This article is divided into two sections. First is the History of Space Monkeys, and then Space Monkey Toys. This is the history page, click here for the toy page.
Space Monkeys are a popular if not slightly terrifying icon in our collective unconscious. Personally, I am intrigued by the image of a monkey wearing a space suit. Not only is it comical, but knowing that NASA sent real monkeys in real space suits into outer space, is borderline unnerving. Why are space monkeys so freakin' cool? What space monkey stuff can I get my grubby mitts on? Are space monkeys coming to get me? These are the questions I will attempt to answer.
The first time the public became aware of the space monkey simulacrum, was Phil Tucker's 1953 classic Robot Monster. This is the early sci-fi gem featuring Ro-Man, a gorilla suit wearing a diving helmet. Laugh now, but your last night of peaceful, monkeyless sleep was last night. Shot for $16,000, Robot Monster ended up earning $1 million. It was so critically panned (The Fifty Worst Films of All Time, by Harry Medved and Randy Dreyfuss, 1978), that Tucker attempted suicide shortly after realizing he would never work in the biz again. He shot himself, missed, and then died decades later on the 30th of November 1985.
Dig these pictures and sweetvideo clips from Robot Monster.
H.A. Rey's Curios George
It's true, the very next space monkey to enter public consciousness was Curious George in the original Margaret & H.A. Rey book Curious George Gets a Medal published in 1957... four years after Tucker's opus. He doesn't have an action figure currently, but I have seen his snow globe floating around, as well as his space monkey goodness on t-shirts and stickers.

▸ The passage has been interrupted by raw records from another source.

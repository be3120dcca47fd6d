use anyhow::{anyhow, Context, Result};
use chrono::{DateTime, Utc};
use rusqlite::{params, OptionalExtension, Row};

use crate::db::{
    helpers::{parse_datetime, parse_optional_datetime, to_i64, to_u64},
    models::{Detection, SurveyRun, SurveyRunStatus, SurveySite},
    Database,
};

const SELECT_COLUMNS: &str = "id, protocol, debug, observer, quadrat, station, cloud, wind, noise,
     latitude, longitude, started_at, ended_at, status, phases_total, phases_completed, detected,
     direction_deg, distance_m, created_at, updated_at";

fn row_to_site(row: &Row) -> Result<SurveySite> {
    Ok(SurveySite {
        observer: row.get("observer")?,
        quadrat: row.get("quadrat")?,
        station: row.get("station")?,
        cloud: row.get("cloud")?,
        wind: row.get("wind")?,
        noise: row.get("noise")?,
        latitude: row.get("latitude")?,
        longitude: row.get("longitude")?,
    })
}

fn row_to_survey_run(row: &Row) -> Result<SurveyRun> {
    let started_at: String = row.get("started_at")?;
    let ended_at: Option<String> = row.get("ended_at")?;
    let created_at: String = row.get("created_at")?;
    let updated_at: String = row.get("updated_at")?;
    let status: String = row.get("status")?;
    let phases_total: i64 = row.get("phases_total")?;
    let phases_completed: i64 = row.get("phases_completed")?;
    let detected: Option<bool> = row.get("detected")?;
    let direction_deg: Option<u16> = row.get("direction_deg")?;
    let distance_m: Option<f64> = row.get("distance_m")?;

    Ok(SurveyRun {
        id: row.get("id")?,
        protocol: row.get("protocol")?,
        debug: row.get("debug")?,
        site: row_to_site(row)?,
        started_at: parse_datetime(&started_at, "started_at")?,
        ended_at: parse_optional_datetime(ended_at, "ended_at")?,
        status: status.parse::<SurveyRunStatus>()?,
        phases_total: to_u64(phases_total, "phases_total")?,
        phases_completed: to_u64(phases_completed, "phases_completed")?,
        detection: detected.map(|detected| Detection {
            detected,
            direction_deg,
            distance_m,
        }),
        created_at: parse_datetime(&created_at, "created_at")?,
        updated_at: parse_datetime(&updated_at, "updated_at")?,
    })
}

impl Database {
    pub async fn insert_survey_run(&self, run: &SurveyRun) -> Result<()> {
        run.site.validate()?;
        let record = run.clone();
        self.execute(move |conn| {
            let site = &record.site;
            conn.execute(
                "INSERT INTO survey_runs (id, protocol, debug, observer, quadrat, station, cloud, wind, noise,
                     latitude, longitude, started_at, ended_at, status, phases_total, phases_completed,
                     created_at, updated_at)
                 VALUES (?1, ?2, ?3, ?4, ?5, ?6, ?7, ?8, ?9, ?10, ?11, ?12, ?13, ?14, ?15, ?16, ?17, ?18)",
                params![
                    record.id,
                    record.protocol,
                    record.debug,
                    site.observer,
                    site.quadrat,
                    site.station,
                    site.cloud,
                    site.wind,
                    site.noise,
                    site.latitude,
                    site.longitude,
                    record.started_at.to_rfc3339(),
                    record.ended_at.as_ref().map(|dt| dt.to_rfc3339()),
                    record.status.as_str(),
                    to_i64(record.phases_total)?,
                    to_i64(record.phases_completed)?,
                    record.created_at.to_rfc3339(),
                    record.updated_at.to_rfc3339(),
                ],
            )
            .with_context(|| "failed to insert survey run")?;
            Ok(())
        })
        .await
    }

    pub fn submit_phase_progress(&self, run_id: &str, phases_completed: usize) {
        let run_id = run_id.to_string();
        let updated_at = Utc::now();
        self.submit("update survey progress", move |conn| {
            conn.execute(
                "UPDATE survey_runs
                 SET phases_completed = ?1,
                     updated_at = ?2
                 WHERE id = ?3",
                params![
                    to_i64(phases_completed as u64)?,
                    updated_at.to_rfc3339(),
                    run_id
                ],
            )?;
            Ok(())
        });
    }

    pub fn submit_run_status(
        &self,
        run_id: &str,
        status: SurveyRunStatus,
        phases_completed: usize,
        ended_at: Option<DateTime<Utc>>,
    ) {
        let run_id = run_id.to_string();
        let updated_at = Utc::now();
        self.submit("update survey status", move |conn| {
            conn.execute(
                "UPDATE survey_runs
                 SET status = ?1,
                     phases_completed = ?2,
                     ended_at = ?3,
                     updated_at = ?4
                 WHERE id = ?5",
                params![
                    status.as_str(),
                    to_i64(phases_completed as u64)?,
                    ended_at.map(|dt| dt.to_rfc3339()),
                    updated_at.to_rfc3339(),
                    run_id,
                ],
            )?;
            Ok(())
        });
    }

    /// Marks runs a previous process left in `Running` as `Interrupted`.
    pub async fn mark_interrupted_runs(&self, now: DateTime<Utc>) -> Result<usize> {
        self.execute(move |conn| {
            let changed = conn.execute(
                "UPDATE survey_runs
                 SET status = ?1,
                     ended_at = COALESCE(ended_at, ?2),
                     updated_at = ?2
                 WHERE status = ?3",
                params![
                    SurveyRunStatus::Interrupted.as_str(),
                    now.to_rfc3339(),
                    SurveyRunStatus::Running.as_str(),
                ],
            )?;
            Ok(changed)
        })
        .await
    }

    pub async fn get_survey_run(&self, run_id: &str) -> Result<SurveyRun> {
        let run_id = run_id.to_string();
        self.execute(move |conn| {
            let sql = format!("SELECT {SELECT_COLUMNS} FROM survey_runs WHERE id = ?1");
            let mut stmt = conn.prepare(&sql)?;
            let mut rows = stmt.query(params![run_id])?;
            match rows.next()? {
                Some(row) => row_to_survey_run(row),
                None => Err(anyhow!("survey run {run_id} not found")),
            }
        })
        .await
    }

    pub async fn list_survey_runs(&self, limit: u32) -> Result<Vec<SurveyRun>> {
        self.execute(move |conn| {
            let sql = format!(
                "SELECT {SELECT_COLUMNS} FROM survey_runs ORDER BY started_at DESC LIMIT ?1"
            );
            let mut stmt = conn.prepare(&sql)?;
            let mut rows = stmt.query(params![limit])?;
            let mut runs = Vec::new();
            while let Some(row) = rows.next()? {
                runs.push(row_to_survey_run(row)?);
            }
            Ok(runs)
        })
        .await
    }

    /// Most recent run that is no longer running, if any.
    pub async fn latest_finished_run_id(&self) -> Result<Option<String>> {
        self.execute(|conn| {
            let id = conn
                .query_row(
                    "SELECT id FROM survey_runs
                     WHERE status IN ('Completed', 'Cancelled')
                     ORDER BY started_at DESC
                     LIMIT 1",
                    [],
                    |row| row.get::<_, String>(0),
                )
                .optional()?;
            Ok(id)
        })
        .await
    }

    pub async fn record_detection(&self, run_id: &str, detection: Detection) -> Result<()> {
        detection.validate()?;
        let run_id = run_id.to_string();
        let updated_at = Utc::now();
        self.execute(move |conn| {
            let changed = conn.execute(
                "UPDATE survey_runs
                 SET detected = ?1,
                     direction_deg = ?2,
                     distance_m = ?3,
                     updated_at = ?4
                 WHERE id = ?5",
                params![
                    detection.detected,
                    detection.direction_deg,
                    detection.distance_m,
                    updated_at.to_rfc3339(),
                    run_id,
                ],
            )?;
            if changed == 0 {
                return Err(anyhow!("survey run {run_id} not found"));
            }
            Ok(())
        })
        .await
    }
}

#[cfg(test)]
mod tests {
    use super::*;
    use uuid::Uuid;

    fn sample_run(started_at: DateTime<Utc>) -> SurveyRun {
        SurveyRun {
            id: Uuid::new_v4().to_string(),
            protocol: "ThreeCall".into(),
            debug: false,
            site: SurveySite::default(),
            started_at,
            ended_at: None,
            status: SurveyRunStatus::Running,
            phases_total: 4,
            phases_completed: 0,
            detection: None,
            created_at: started_at,
            updated_at: started_at,
        }
    }

    #[tokio::test]
    async fn journals_a_run_through_completion() {
        let db = Database::in_memory().expect("open db");
        let run = sample_run(Utc::now());
        db.insert_survey_run(&run).await.expect("insert");

        db.submit_phase_progress(&run.id, 2);
        db.submit_run_status(&run.id, SurveyRunStatus::Completed, 4, Some(Utc::now()));

        let stored = db.get_survey_run(&run.id).await.expect("load");
        assert_eq!(stored.status, SurveyRunStatus::Completed);
        assert_eq!(stored.phases_completed, 4);
        assert!(stored.ended_at.is_some());
        assert!(stored.detection.is_none());
    }

    #[tokio::test]
    async fn recovers_runs_left_running() {
        let db = Database::in_memory().expect("open db");
        let stale = sample_run(Utc::now());
        db.insert_survey_run(&stale).await.expect("insert");

        let changed = db.mark_interrupted_runs(Utc::now()).await.expect("recover");
        assert_eq!(changed, 1);
        let stored = db.get_survey_run(&stale.id).await.expect("load");
        assert_eq!(stored.status, SurveyRunStatus::Interrupted);
    }

    #[tokio::test]
    async fn records_detection_on_latest_finished_run() {
        let db = Database::in_memory().expect("open db");
        let earlier = sample_run(Utc::now() - chrono::Duration::minutes(30));
        let later = sample_run(Utc::now());
        db.insert_survey_run(&earlier).await.expect("insert earlier");
        db.insert_survey_run(&later).await.expect("insert later");
        db.submit_run_status(&earlier.id, SurveyRunStatus::Completed, 4, Some(Utc::now()));
        db.submit_run_status(&later.id, SurveyRunStatus::Cancelled, 1, Some(Utc::now()));

        let latest = db
            .latest_finished_run_id()
            .await
            .expect("query")
            .expect("a finished run");
        assert_eq!(latest, later.id);

        let detection = Detection {
            detected: true,
            direction_deg: Some(270),
            distance_m: Some(85.0),
        };
        db.record_detection(&latest, detection).await.expect("record");

        let stored = db.get_survey_run(&latest).await.expect("load");
        assert_eq!(stored.detection, Some(detection));
        assert_eq!(db.list_survey_runs(10).await.expect("list").len(), 2);
    }

    #[tokio::test]
    async fn stores_station_and_conditions() {
        let db = Database::in_memory().expect("open db");
        let mut run = sample_run(Utc::now());
        run.site = SurveySite {
            observer: Some("observer@example.org".into()),
            quadrat: Some("K".into()),
            station: Some(7),
            cloud: Some("overcast".into()),
            wind: Some("light".into()),
            noise: Some("quiet".into()),
            latitude: Some(43.0731),
            longitude: Some(-89.4012),
        };
        db.insert_survey_run(&run).await.expect("insert");

        let stored = db.get_survey_run(&run.id).await.expect("load");
        assert_eq!(stored.site, run.site);

        let mut off_grid = sample_run(Utc::now());
        off_grid.site.station = Some(40);
        assert!(db.insert_survey_run(&off_grid).await.is_err());
    }

    #[tokio::test]
    async fn rejects_impossible_detection_values() {
        let db = Database::in_memory().expect("open db");
        let run = sample_run(Utc::now());
        db.insert_survey_run(&run).await.expect("insert");
        db.submit_run_status(&run.id, SurveyRunStatus::Completed, 4, Some(Utc::now()));

        let impossible = Detection {
            detected: true,
            direction_deg: Some(720),
            distance_m: Some(-5.0),
        };
        assert!(db.record_detection(&run.id, impossible).await.is_err());

        let stored = db.get_survey_run(&run.id).await.expect("load");
        assert_eq!(stored.detection, None);
    }

    #[tokio::test]
    async fn detection_for_unknown_run_fails() {
        let db = Database::in_memory().expect("open db");
        assert!(db
            .record_detection("missing", Detection::none())
            .await
            .is_err());
    }
}
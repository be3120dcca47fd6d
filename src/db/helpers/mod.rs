use std::convert::TryFrom;

use anyhow::{anyhow, Context, Result};
use chrono::{DateTime, Utc};

pub fn to_i64(value: u64) -> Result<i64> {
    i64::try_from(value).map_err(|_| anyhow!("value {value} exceeds SQLite INTEGER range"))
}

pub fn to_u64(value: i64, field: &str) -> Result<u64> {
    u64::try_from(value).map_err(|_| anyhow!("{field} contains negative value {value}"))
}

pub fn parse_datetime(value: &str, field: &str) -> Result<DateTime<Utc>> {
    DateTime::parse_from_rfc3339(value)
        .map(|dt| dt.with_timezone(&Utc))
        .with_context(|| format!("failed to parse {field}"))
}

pub fn parse_optional_datetime(
    value: Option<String>,
    field: &str,
) -> Result<Option<DateTime<Utc>>> {
    match value {
        Some(raw) => parse_datetime(&raw, field).map(Some),
        None => Ok(None),
    }
}
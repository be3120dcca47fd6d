use anyhow::{bail, Context, Result};
use rusqlite::{Connection, Transaction};

const CURRENT_SCHEMA_VERSION: i32 = 3;

pub fn run_migrations(conn: &mut Connection) -> Result<()> {
    let mut version: i32 = conn
        .pragma_query_value(None, "user_version", |row| row.get(0))
        .context("failed to read user_version pragma")?;

    if version > CURRENT_SCHEMA_VERSION {
        bail!(
            "database version ({}) is newer than supported schema ({})",
            version,
            CURRENT_SCHEMA_VERSION
        );
    }

    if version == CURRENT_SCHEMA_VERSION {
        return Ok(());
    }

    let tx = conn
        .transaction()
        .context("failed to open migration transaction")?;

    while version < CURRENT_SCHEMA_VERSION {
        let next_version = version + 1;
        apply_migration(&tx, next_version)
            .with_context(|| format!("migration to version {next_version} failed"))?;
        version = next_version;
    }

    tx.pragma_update(None, "user_version", CURRENT_SCHEMA_VERSION)
        .context("failed to update user_version pragma")?;
    tx.commit().context("failed to commit migrations")?;

    Ok(())
}

fn apply_migration(tx: &Transaction<'_>, version: i32) -> Result<()> {
    match version {
        1 => {
            tx.execute_batch(include_str!("schemas/schema_v1.sql"))
                .context("failed to execute schema_v1.sql")?;
            Ok(())
        }
        // Detection outcome recorded after the survey.
        2 => {
            tx.execute_batch(include_str!("schemas/schema_v2.sql"))
                .context("failed to execute schema_v2.sql")?;
            Ok(())
        }
        // Station, observer and conditions.
        3 => {
            tx.execute_batch(include_str!("schemas/schema_v3.sql"))
                .context("failed to execute schema_v3.sql")?;
            Ok(())
        }
        _ => bail!("unknown migration target version: {version}"),
    }
}
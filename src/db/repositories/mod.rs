pub mod survey_runs;
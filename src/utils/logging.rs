//! Logger setup plus logging macros gated by a per-module `ENABLE_LOGS` const.
//!
//! A module opts in by declaring the flag and importing the macros from the crate
//! root:
//! ```ignore
//! const ENABLE_LOGS: bool = true;
//! use crate::{log_debug, log_info, log_warn};
//! ```
//! Flipping the flag to `false` silences that module without touching `RUST_LOG`,
//! which keeps the 250 ms survey tick from flooding the terminal while debugging
//! something else.

/// Initializes `env_logger`. `RUST_LOG` wins over `default_level`.
pub fn init_logging(default_level: log::LevelFilter) {
    let _ = env_logger::Builder::new()
        .filter_level(default_level)
        .parse_default_env()
        .format_timestamp_millis()
        .try_init();
}

#[macro_export]
macro_rules! log_debug {
    ($($arg:tt)*) => {
        if ENABLE_LOGS {
            log::debug!($($arg)*);
        }
    };
}

#[macro_export]
macro_rules! log_info {
    ($($arg:tt)*) => {
        if ENABLE_LOGS {
            log::info!($($arg)*);
        }
    };
}

#[macro_export]
macro_rules! log_warn {
    ($($arg:tt)*) => {
        if ENABLE_LOGS {
            log::warn!($($arg)*);
        }
    };
}

#[macro_export]
macro_rules! log_error {
    ($($arg:tt)*) => {
        if ENABLE_LOGS {
            log::error!($($arg)*);
        }
    };
}
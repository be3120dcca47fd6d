use std::io::{self, Write};
use std::sync::Mutex;

/// Where the survey writes what the observer sees.
pub trait SurveySurface: Send + Sync {
    /// Countdown text, `M:SS`. Called on every tick.
    fn show_remaining(&self, display: &str);
    fn show_message(&self, message: &str);
    /// Non-fatal problems the observer should know about, e.g. a call that failed to play.
    fn alert(&self, message: &str);
}

/// Renders the countdown on a single rewritten terminal line.
pub struct TerminalSurface {
    last_display: Mutex<String>,
}

impl TerminalSurface {
    pub fn new() -> Self {
        Self {
            last_display: Mutex::new(String::new()),
        }
    }
}

impl Default for TerminalSurface {
    fn default() -> Self {
        Self::new()
    }
}

impl SurveySurface for TerminalSurface {
    fn show_remaining(&self, display: &str) {
        let mut last = match self.last_display.lock() {
            Ok(guard) => guard,
            Err(poisoned) => poisoned.into_inner(),
        };
        // Ticks arrive four times a second; only redraw when the text changes.
        if *last == display {
            return;
        }
        *last = display.to_string();

        let mut stdout = io::stdout().lock();
        let _ = write!(stdout, "\r  {display}  ");
        let _ = stdout.flush();
    }

    fn show_message(&self, message: &str) {
        println!("\n{message}");
    }

    fn alert(&self, message: &str) {
        eprintln!("\n[!] {message}");
    }
}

NASA truly did outfit monkeys in little astronaut suits to launch into space before attempting to put a man in orbit. On May 28th, 1959, two monkeys, Baker and Able were launched into space in the nose cone of the Jupiter Missile AM-18. They were retrieved alive and helped pave the way for manned space craft. Able died in 1959 due to an operation, and is preserved and currently on display at the Smithsonian's Air & Space Museum. That's right, go to DC, see the space ships, and on the second floor is a preserved monkey in his space harness, freaking you out to your living core. Here is a picture.
Creepy pic I took of Able on display in Washington.
Read NASA's comprehensive history of the carbonite monkey.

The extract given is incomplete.